Collected data entries:
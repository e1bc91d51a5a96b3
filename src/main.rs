use rolepress::{
    AppState,
    config::{AppConfig, Env},
    create_router,
    repository::{PostgresRepository, RepositoryState},
};
use sqlx::postgres::PgPoolOptions;
use std::sync::Arc;
use tokio::net::TcpListener;
use tracing_subscriber::{layer::SubscriberExt, util::SubscriberInitExt};

/// main
///
/// Entry point: configuration, logging, database, then the HTTP server.
#[tokio::main]
async fn main() {
    // 1. Configuration & Environment Loading (Fail-Fast)
    dotenv::dotenv().ok();
    let config = AppConfig::load();

    // 2. Logging Filter Setup
    // RUST_LOG wins; otherwise debug for this crate and info for tower_http.
    let env_filter = tracing_subscriber::EnvFilter::try_from_default_env()
        .unwrap_or_else(|_| "rolepress=debug,tower_http=info".into());

    // 3. Initialize Logging based on Environment
    match config.env {
        Env::Local => {
            // LOCAL: Pretty print output for human readability.
            tracing_subscriber::registry()
                .with(env_filter)
                .with(tracing_subscriber::fmt::layer().pretty())
                .init();
        }
        Env::Production => {
            // PROD: JSON lines for log aggregation.
            tracing_subscriber::registry()
                .with(env_filter)
                .with(tracing_subscriber::fmt::layer().json())
                .init();
        }
    }

    tracing::info!("Application starting in {:?} mode", config.env);

    // 4. Database Initialization (Postgres)
    let pool = PgPoolOptions::new()
        .max_connections(config.db_max_connections)
        .connect(&config.db_url)
        .await
        .expect("FATAL: Failed to connect to Postgres. Check DATABASE_URL.");

    let postgres = PostgresRepository::new(pool);
    postgres
        .ensure_schema()
        .await
        .expect("FATAL: Failed to apply the database schema.");
    let repo = Arc::new(postgres) as RepositoryState;

    // 5. Unified State Assembly
    let bind_addr = config.bind_addr.clone();
    let app_state = AppState { repo, config };

    // 6. Router and Server Startup
    let app = create_router(app_state);

    let listener = TcpListener::bind(&bind_addr)
        .await
        .expect("FATAL: Failed to bind the HTTP listener. Check BIND_ADDR.");

    tracing::info!("Listening on {}", bind_addr);
    tracing::info!("API Documentation (Swagger UI) available at: http://{}/swagger-ui", bind_addr);

    axum::serve(listener, app)
        .with_graceful_shutdown(shutdown_signal())
        .await
        .expect("FATAL: HTTP server terminated unexpectedly.");
}

/// Resolves on Ctrl+C so in-flight requests can finish before exit.
async fn shutdown_signal() {
    if let Err(e) = tokio::signal::ctrl_c().await {
        tracing::error!("failed to listen for shutdown signal: {}", e);
        std::future::pending::<()>().await;
    }
    tracing::info!("shutdown signal received");
}
use crate::{
    error::{ApiError, FieldErrors},
    models::{
        Blog, BlogCategory, BlogFields, BlogQuery, CategoryRequest, CategoryUpdate,
        CreateBlogRequest, UpdateBlogRequest, search_terms,
    },
    repository::Repository,
    services::{BLANK, check_max_len, check_required, check_slug, check_url},
    slug,
};

pub const CATEGORY_NAME_MAX: usize = 120;
pub const CATEGORY_SLUG_MAX: usize = 140;

pub const TITLE_MAX: usize = 240;
pub const SLUG_MAX: usize = 260;
pub const URL_MAX: usize = 200;

const NOT_FOUND: &str = "Not found.";
const UNDERIVABLE_SLUG: &str = "Unable to derive a slug from the title.";
const NEGATIVE: &str = "Ensure this value is greater than or equal to 0.";

/// Bounded optional text fields of a blog post.
const TEXT_LIMITS: &[(&str, usize)] = &[
    ("hero_title", 240),
    ("hero_kicker_top", 120),
    ("hero_kicker_bottom", 260),
    ("main_heading", 260),
    ("author_name", 120),
    ("author_title", 160),
    ("cta_button_label", 160),
];

/// BlogService
///
/// Blog posts and their categories. Slugs and hero titles are filled in
/// from the title once, at creation; later edits never recompute them.
pub struct BlogService<'a> {
    repo: &'a dyn Repository,
}

impl<'a> BlogService<'a> {
    pub fn new(repo: &'a dyn Repository) -> Self {
        Self { repo }
    }

    // --- Categories ---

    pub async fn list_categories(&self, search: Option<&str>) -> Result<Vec<BlogCategory>, ApiError> {
        Ok(self.repo.list_categories(&search_terms(search)).await?)
    }

    pub async fn get_category(&self, id: i64) -> Result<BlogCategory, ApiError> {
        self.repo
            .get_category(id)
            .await?
            .ok_or_else(|| ApiError::not_found(NOT_FOUND))
    }

    pub async fn create_category(&self, req: CategoryRequest) -> Result<BlogCategory, ApiError> {
        validate_category(&req.name, &req.slug)?;
        let category = self.repo.create_category(req).await?;
        tracing::info!(category_id = category.id, slug = %category.slug, "blog category created");
        Ok(category)
    }

    pub async fn update_category(&self, id: i64, req: CategoryUpdate) -> Result<BlogCategory, ApiError> {
        let mut category = self.get_category(id).await?;
        if let Some(name) = req.name {
            category.name = name;
        }
        if let Some(slug) = req.slug {
            category.slug = slug;
        }
        validate_category(&category.name, &category.slug)?;
        Ok(self.repo.update_category(&category).await?)
    }

    /// Posts in the category stay, uncategorised.
    pub async fn delete_category(&self, id: i64) -> Result<(), ApiError> {
        if !self.repo.delete_category(id).await? {
            return Err(ApiError::not_found(NOT_FOUND));
        }
        tracing::info!(category_id = id, "blog category deleted");
        Ok(())
    }

    // --- Posts ---

    pub async fn list_blogs(&self, query: &BlogQuery) -> Result<Vec<Blog>, ApiError> {
        Ok(self.repo.list_blogs(query).await?)
    }

    pub async fn get_blog(&self, id: i64) -> Result<Blog, ApiError> {
        self.repo
            .get_blog(id)
            .await?
            .ok_or_else(|| ApiError::not_found(NOT_FOUND))
    }

    pub async fn create_blog(&self, req: CreateBlogRequest) -> Result<Blog, ApiError> {
        let mut errors = FieldErrors::new();

        let slug = match req.slug.filter(|s| !s.is_empty()) {
            Some(explicit) => explicit,
            None => {
                let derived = slug::derive_blog_slug(&req.title);
                if derived.is_empty() && !req.title.trim().is_empty() {
                    errors.push("slug", UNDERIVABLE_SLUG);
                }
                derived
            }
        };
        let hero_title = req
            .hero_title
            .filter(|h| !h.is_empty())
            .unwrap_or_else(|| req.title.clone());

        let category_id = self
            .resolve_category(req.category.as_deref(), &mut errors)
            .await?;

        let fields = BlogFields {
            title: req.title,
            slug,
            status: req.status.unwrap_or_default(),
            category_id,
            category: None,
            hero_title,
            hero_kicker_top: req.hero_kicker_top.unwrap_or_default(),
            hero_kicker_bottom: req.hero_kicker_bottom.unwrap_or_default(),
            main_heading: req.main_heading.unwrap_or_default(),
            author_name: req.author_name.unwrap_or_default(),
            author_title: req.author_title.unwrap_or_default(),
            published_date: req.published_date,
            last_updated: req.last_updated,
            read_time: req.read_time.unwrap_or(0),
            featured_image_url: req.featured_image_url.unwrap_or_default(),
            intro: req.intro.unwrap_or_default(),
            whats_inside: req.whats_inside,
            sections: req.sections,
            faqs: req.faqs,
            cta_text: req.cta_text.unwrap_or_default(),
            cta_button_label: req.cta_button_label.unwrap_or_default(),
            cta_button_link: req.cta_button_link.unwrap_or_default(),
            extra_categories: req.extra_categories,
            excerpt: req.excerpt.unwrap_or_default(),
            content: req.content,
        };
        check_fields(&fields, &mut errors);
        errors.into_result()?;

        let blog = self.repo.create_blog(fields).await?;
        tracing::info!(blog_id = blog.id, slug = %blog.fields.slug, "blog created");
        Ok(blog)
    }

    /// Partial update; absent keys are left alone, explicit nulls clear.
    pub async fn update_blog(&self, id: i64, req: UpdateBlogRequest) -> Result<Blog, ApiError> {
        let mut blog = self.get_blog(id).await?;
        let mut errors = FieldErrors::new();
        let f = &mut blog.fields;

        if let Some(category) = req.category {
            f.category_id = self
                .resolve_category(category.as_deref(), &mut errors)
                .await?;
        }

        macro_rules! assign {
            ($($field:ident),* $(,)?) => {
                $(if let Some(value) = req.$field {
                    f.$field = value;
                })*
            };
        }
        assign!(
            title,
            slug,
            status,
            hero_title,
            hero_kicker_top,
            hero_kicker_bottom,
            main_heading,
            author_name,
            author_title,
            published_date,
            last_updated,
            read_time,
            featured_image_url,
            intro,
            whats_inside,
            sections,
            faqs,
            cta_text,
            cta_button_label,
            cta_button_link,
            extra_categories,
            excerpt,
            content,
        );

        check_fields(f, &mut errors);
        errors.into_result()?;

        let blog = self.repo.update_blog(&blog).await?;
        tracing::info!(blog_id = blog.id, "blog updated");
        Ok(blog)
    }

    pub async fn delete_blog(&self, id: i64) -> Result<(), ApiError> {
        if !self.repo.delete_blog(id).await? {
            return Err(ApiError::not_found(NOT_FOUND));
        }
        tracing::info!(blog_id = id, "blog deleted");
        Ok(())
    }

    /// Maps a category slug to its id. Unknown slugs are a field error on
    /// `category`; an empty or absent slug means no category.
    async fn resolve_category(
        &self,
        slug: Option<&str>,
        errors: &mut FieldErrors,
    ) -> Result<Option<i64>, ApiError> {
        let Some(slug) = slug.filter(|s| !s.is_empty()) else {
            return Ok(None);
        };
        match self.repo.get_category_by_slug(slug).await? {
            Some(category) => Ok(Some(category.id)),
            None => {
                errors.push("category", format!("Object with slug={slug} does not exist."));
                Ok(None)
            }
        }
    }
}

fn validate_category(name: &str, slug: &str) -> Result<(), ApiError> {
    let mut errors = FieldErrors::new();
    check_required(&mut errors, "name", name, CATEGORY_NAME_MAX);
    check_slug(&mut errors, "slug", slug, CATEGORY_SLUG_MAX);
    errors.into_result()
}

/// Limits shared by create and update. A slug already flagged is not
/// re-checked.
fn check_fields(fields: &BlogFields, errors: &mut FieldErrors) {
    check_required(errors, "title", &fields.title, TITLE_MAX);
    if errors.get("slug").is_none() {
        check_slug(errors, "slug", &fields.slug, SLUG_MAX);
    }
    if fields.content.trim().is_empty() {
        errors.push("content", BLANK);
    }

    let texts = [
        &fields.hero_title,
        &fields.hero_kicker_top,
        &fields.hero_kicker_bottom,
        &fields.main_heading,
        &fields.author_name,
        &fields.author_title,
        &fields.cta_button_label,
    ];
    for ((field, max), value) in TEXT_LIMITS.iter().zip(texts) {
        check_max_len(errors, field, value, *max);
    }

    if fields.read_time < 0 {
        errors.push("read_time", NEGATIVE);
    }
    check_url(errors, "featured_image_url", &fields.featured_image_url, URL_MAX);
    check_url(errors, "cta_button_link", &fields.cta_button_link, URL_MAX);
}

▸ Exercise brief
Look through the entries above. Extract each line with the word "derived".

▸ Output
                let derived = slug::derive_blog_slug(&req.title);
                if derived.is_empty() && !req.title.trim().is_empty() {
                derived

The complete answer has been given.